++++ Listed entries ++++

//
// μDCN MTU Engine: stand-alone MTU prediction loop
//
// Runs the prediction service against a feature file (re-read every tick)
// or a synthetic metrics source, logging each MTU decision.
//

use std::path::PathBuf;
use std::sync::Arc;
use std::time::Duration;

use anyhow::Context;
use clap::Parser;
use rand::Rng;
use tokio::signal;
use tracing::{error, info, Level};
use tracing_subscriber::FmtSubscriber;

use udcn_mtu_engine::ml::features::{FeatureVector, NetworkType};
use udcn_mtu_engine::{
    EngineConfig, FeatureSource, ModelKind, MtuPredictionEngine, MtuPredictionService, Prediction,
};

/// μDCN MTU Engine: adaptive MTU prediction for the transport control plane
#[derive(Parser, Debug)]
#[command(name = "udcn-mtu")]
struct Opt {
    /// JSON engine configuration file
    #[arg(short, long)]
    config: Option<PathBuf>,

    /// Model type (rule-based, linear, decision, ensemble); overrides the config file
    #[arg(short, long)]
    model: Option<ModelKind>,

    /// JSON feature map re-read on every tick; synthetic conditions when absent
    #[arg(short, long)]
    features: Option<PathBuf>,

    /// Prediction interval in milliseconds; overrides the config file
    #[arg(short, long)]
    interval_ms: Option<u64>,

    /// Fixed MTU override applied at startup
    #[arg(long)]
    override_mtu: Option<u32>,

    /// Write the prediction history here on shutdown
    #[arg(short, long)]
    export: Option<PathBuf>,

    /// Enable debug logging
    #[arg(short, long)]
    debug: bool,
}

/// Reads the feature map from disk on every sample
struct FileFeatureSource {
    path: PathBuf,
}

impl FeatureSource for FileFeatureSource {
    fn sample(&self) -> udcn_mtu_engine::Result<FeatureVector> {
        let contents = std::fs::read_to_string(&self.path)?;
        Ok(serde_json::from_str(&contents)?)
    }
}

/// Jittered conditions around a typical wired path
struct SyntheticFeatureSource;

impl FeatureSource for SyntheticFeatureSource {
    fn sample(&self) -> udcn_mtu_engine::Result<FeatureVector> {
        let mut rng = rand::thread_rng();
        Ok(FeatureVector::new()
            .with_rtt_ms(rng.gen_range(5.0..250.0))
            .with_throughput_bps(rng.gen_range(1e6..1e9))
            .with_loss_rate(rng.gen_range(0.0..0.08))
            .with_congestion_window(rng.gen_range(4..40))
            .with_avg_packet_size(rng.gen_range(400..1600))
            .with_packet_size_stddev(rng.gen_range(50.0..400.0))
            .with_network_type(NetworkType::Ethernet))
    }
}

fn load_config(opt: &Opt) -> anyhow::Result<EngineConfig> {
    let mut config = match &opt.config {
        Some(path) => EngineConfig::from_file(path)
            .with_context(|| format!("failed to load config {}", path.display()))?,
        None => EngineConfig::default(),
    };

    if let Some(model) = &opt.model {
        config.model = model.clone();
    }
    if let Some(interval_ms) = opt.interval_ms {
        config.prediction_interval_ms = interval_ms;
    }
    if opt.override_mtu.is_some() {
        config.initial_override = opt.override_mtu;
    }
    config.validate()?;
    Ok(config)
}

/// Main entry point
#[tokio::main]
async fn main() -> anyhow::Result<()> {
    // Parse command line arguments
    let opt = Opt::parse();

    // Initialize logging
    let subscriber = FmtSubscriber::builder()
        .with_max_level(if opt.debug { Level::DEBUG } else { Level::INFO })
        .finish();
    tracing::subscriber::set_global_default(subscriber)
        .context("failed to set tracing subscriber")?;

    info!("μDCN MTU engine starting up");

    let config = load_config(&opt)?;
    info!("Configuration: {:?}", config);

    let engine = Arc::new(MtuPredictionEngine::new(&config));
    let source: Arc<dyn FeatureSource> = match &opt.features {
        Some(path) => Arc::new(FileFeatureSource { path: path.clone() }),
        None => Arc::new(SyntheticFeatureSource),
    };

    let service = MtuPredictionService::new(
        Arc::clone(&engine),
        source,
        Duration::from_millis(config.prediction_interval_ms),
    );
    service
        .start(|prediction: &Prediction| {
            info!(
                mtu = prediction.mtu,
                raw = ?prediction.raw,
                inference_time_ms = prediction.inference_time_ms,
                is_override = prediction.is_override,
                "MTU decision"
            );
            Ok(())
        })
        .await?;

    info!("Press Ctrl+C to exit");

    // Wait for Ctrl+C
    match signal::ctrl_c().await {
        Ok(()) => info!("Shutting down μDCN MTU engine"),
        Err(e) => error!("Failed to listen for Ctrl+C: {}", e),
    }

    service.stop().await?;

    if let Some(path) = &opt.export {
        let written = engine
            .export_history(path)
            .with_context(|| format!("failed to export history to {}", path.display()))?;
        info!(records = written, path = %path.display(), "prediction history exported");
    }

    Ok(())
}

++++

> Exercise
Your task is to quote, without any alteration, the lines running from the top of the records to the line that holds "use std::time::Duration;", both included.

> Completed exercise
//
// μDCN MTU Engine: stand-alone MTU prediction loop
//
// Runs the prediction service against a feature file (re-read every tick)
// or a synthetic metrics source, logging each MTU decision.
//

use std::path::PathBuf;
use std::sync::Arc;
use std::time::Duration;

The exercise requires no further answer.